In the panel session led by Dan Podjed, EASA Applied Anthropology Network coordinator from the University of Ljubljana, five experts[1]) – two from Ljubljana and three from Amsterdam – informed the public about the use of anthropology in their current jobs. Wayne Modest made a plea for more anthropologists working in museums and Marina de Regt said that her anthropological perspective helped to gain knowledge about the power differences in development projects in Yemen. Towards the end, Podjed raised the question of ethics, inviting the audience and experts to ponder about the use and possible misuse of applied anthropology. The question raised various reactions from the key-note speakers Roberts, Kirah and Kramer, and from some people in the audience.
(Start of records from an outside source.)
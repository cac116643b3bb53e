use anyhow::{bail, Context, Result};
use clap::{Parser, Subcommand, ValueEnum};
use latplan::arena::{Arena, VertexKind};
use latplan::astar::{parall, search, SearchOutcome};
use latplan::limits::{ANGLE_NUM, MAX_TESTS};
use latplan::map::Grid;
use latplan::params::{CostModel, LatticeParams, SearchParams, TypeParams};
use latplan::primitives::ControlSet;
use latplan::query::{GoalTolerance, Pose};
use latplan::scenario::{load_scenarios, Scenario};
use latplan::typeinfo::TypeInfo;
use std::fs::File;
use std::io::Write;
use std::path::PathBuf;
use std::time::Instant;

/// Trajectory search on state lattices and type graphs.
#[derive(Debug, Parser)]
#[command(name = "latplan", rename_all = "kebab-case")]
struct Opt {
    #[command(subcommand)]
    command: Command,

    /// Log level for diagnostics on stderr.
    #[arg(long, global = true, default_value = "info")]
    log_level: tracing::Level,
}

#[derive(Debug, Subcommand)]
enum Command {
    /// Runs the full algorithm suite over a scenario file and records
    /// one result block per query.
    Bench(BenchArgs),
    /// Searches a single trajectory and dumps its state chain.
    Query(QueryArgs),
}

#[derive(Debug, clap::Args)]
struct BenchArgs {
    /// MovingAI map file.
    map: PathBuf,
    /// MovingAI scenario file matching the map.
    scenarios: PathBuf,
    /// Control-set file with the motion primitives.
    #[arg(long = "prims")]
    control_set: PathBuf,
    /// Type table matching the control set.
    #[arg(long = "types")]
    type_table: PathBuf,
    /// Where to write the result blocks.
    #[arg(short, long)]
    output: PathBuf,
    /// Headings sampled per scenario row.
    #[arg(long, default_value_t = 3)]
    samples: usize,
    /// Seed for the heading sampler.
    #[arg(long, default_value_t = 12345)]
    seed: u64,
}

#[derive(Debug, clap::Args)]
struct QueryArgs {
    /// MovingAI map file.
    map: PathBuf,
    /// Control-set file; required by the lattice algorithms.
    #[arg(long = "prims")]
    control_set: Option<PathBuf>,
    /// Type table; required by the type-graph algorithm.
    #[arg(long = "types")]
    type_table: Option<PathBuf>,
    #[arg(long, value_enum)]
    algorithm: Algorithm,
    /// Start state as `i j theta`.
    #[arg(long, num_args = 3, value_names = ["I", "J", "THETA"])]
    start: Vec<i32>,
    /// Finish state as `i j theta`.
    #[arg(long, num_args = 3, value_names = ["I", "J", "THETA"])]
    finish: Vec<i32>,
}

#[derive(Clone, Copy, Debug, ValueEnum)]
enum Algorithm {
    /// Lattice search costing primitives by arc length.
    Prim,
    /// Lattice search costing primitives by their collision trace.
    Cost,
    /// Type-graph search.
    Types,
}

fn main() -> Result<()> {
    let opt = Opt::parse();
    tracing_subscriber::fmt()
        .with_max_level(opt.log_level)
        .with_writer(std::io::stderr)
        .init();

    match opt.command {
        Command::Bench(args) => bench(args),
        Command::Query(args) => query(args),
    }
}

/// Runs PRIM, COST and TYPES on their own, then the interleaved search
/// at a few periods, all with the default goal tolerance.
fn bench(args: BenchArgs) -> Result<()> {
    let map = Grid::load(&args.map, true)?;
    let control_set = ControlSet::load(&args.control_set)?;
    let types = TypeInfo::load(&args.type_table)?;
    let scenarios = load_scenarios(&args.scenarios, args.samples, args.seed)?;

    let mut out = File::create(&args.output)
        .with_context(|| format!("cannot create result file {}", args.output.display()))?;
    writeln!(out, "TOTAL TESTS: {}", scenarios.len())?;

    let tol = GoalTolerance::default();
    for (index, scenario) in scenarios.iter().take(MAX_TESTS).enumerate() {
        let Scenario { start, goal } = *scenario;
        writeln!(out, "=== Test: {} ===", index)?;
        writeln!(out, "start: {} {} {}", start.i, start.j, start.theta)?;
        writeln!(out, "goal: {} {} {}", goal.i, goal.j, goal.theta)?;
        writeln!(out, "---")?;

        for (name, mode) in [("PRIM", CostModel::Prim), ("COST", CostModel::Cost)] {
            let mut arena = Arena::new();
            let mut params =
                LatticeParams::new(start, goal, &map, &control_set, true, mode, tol);
            let started = Instant::now();
            let outcome = search(&mut params, &mut arena);
            finish_run(&mut out, &mut arena, &mut params, outcome, name, started)?;
        }

        {
            let mut arena = Arena::new();
            let mut params = TypeParams::new(start, goal, &map, &types, true, tol);
            let started = Instant::now();
            let outcome = search(&mut params, &mut arena);
            finish_run(&mut out, &mut arena, &mut params, outcome, "TYPES", started)?;
        }

        for period in [20, 100, 500] {
            let mut arena = Arena::new();
            let mut lattice =
                LatticeParams::new(start, goal, &map, &control_set, true, CostModel::Cost, tol);
            let mut type_graph = TypeParams::new(start, goal, &map, &types, true, tol);
            let started = Instant::now();
            let outcome = parall(&mut lattice, &mut type_graph, &mut arena, period);
            let elapsed = started.elapsed();
            writeln!(out, "{}", outcome.report(&arena, "PARALL"))?;
            writeln!(out, "time PARALL {}: {:.6}", period, elapsed.as_secs_f64())?;
            writeln!(out, "---")?;
            if let Some(node) = outcome.final_node {
                arena.release_node(node);
            }
            lattice.tree_mut().release_all(&mut arena);
            type_graph.tree_mut().release_all(&mut arena);
        }
    }

    tracing::info!(tests = scenarios.len().min(MAX_TESTS), "benchmark finished");
    Ok(())
}

fn finish_run<P: SearchParams>(
    out: &mut File,
    arena: &mut Arena,
    params: &mut P,
    outcome: SearchOutcome,
    name: &str,
    started: Instant,
) -> Result<()> {
    let elapsed = started.elapsed();
    writeln!(out, "{}", outcome.report(arena, name))?;
    writeln!(out, "time {}: {:.6}", name, elapsed.as_secs_f64())?;
    writeln!(out, "---")?;
    if let Some(node) = outcome.final_node {
        arena.release_node(node);
    }
    params.tree_mut().release_all(arena);
    Ok(())
}

/// One search with exact goal matching, printing the reconstructed
/// chain of states (lattice) or terminating cells (type graph).
fn query(args: QueryArgs) -> Result<()> {
    let map = Grid::load(&args.map, true)?;
    let start = pose(&args.start).context("--start takes `i j theta`")?;
    let finish = pose(&args.finish).context("--finish takes `i j theta`")?;
    let tol = GoalTolerance::exact();
    let mut arena = Arena::new();

    match args.algorithm {
        Algorithm::Prim | Algorithm::Cost => {
            let Some(path) = &args.control_set else {
                bail!("the lattice algorithms need --prims");
            };
            let control_set = ControlSet::load(path)?;
            let mode = match args.algorithm {
                Algorithm::Prim => CostModel::Prim,
                _ => CostModel::Cost,
            };
            let mut params =
                LatticeParams::new(start, finish, &map, &control_set, true, mode, tol);
            let outcome = search(&mut params, &mut arena);
            print_chain(&arena, &outcome, "states (i j theta), final first:");
            if let Some(node) = outcome.final_node {
                arena.release_node(node);
            }
            params.tree_mut().release_all(&mut arena);
        }
        Algorithm::Types => {
            let Some(path) = &args.type_table else {
                bail!("the type-graph algorithm needs --types");
            };
            let types = TypeInfo::load(path)?;
            let mut params = TypeParams::new(start, finish, &map, &types, true, tol);
            let outcome = search(&mut params, &mut arena);
            print_chain(&arena, &outcome, "cells (i j type), final first:");
            if let Some(node) = outcome.final_node {
                arena.release_node(node);
            }
            params.tree_mut().release_all(&mut arena);
        }
    }

    Ok(())
}

fn pose(raw: &[i32]) -> Option<Pose> {
    match raw {
        &[i, j, theta] if (0..ANGLE_NUM).contains(&theta) => Some(Pose::new(i, j, theta)),
        _ => None,
    }
}

fn print_chain(arena: &Arena, outcome: &SearchOutcome, header: &str) {
    match outcome.cost(arena) {
        None => println!("no trajectory found ({} steps)", outcome.steps),
        Some(g) => {
            println!("trajectory found, cost {} ({} steps)", g, outcome.steps);
            println!("{}", header);
            for v in outcome.path_vertices(arena) {
                match v.kind {
                    VertexKind::State => println!("{} {} {}", v.i, v.j, v.key),
                    VertexKind::Cell { cell_type } => println!("{} {} {}", v.i, v.j, cell_type),
                }
            }
        }
    }
}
It ended in quite an emotionally-driven debate about where and how to apply anthropology. Rajko Murši?, of the panel, responded that we can’t separate pure academic knowledge from applied knowledge: when knowledge is not used, then it is useless; the application of anthropology is important. An alumna of VU University in the audience remarked that the world does not only need anthropologists, but more wide-spread application of anthropological thinking is needed even more.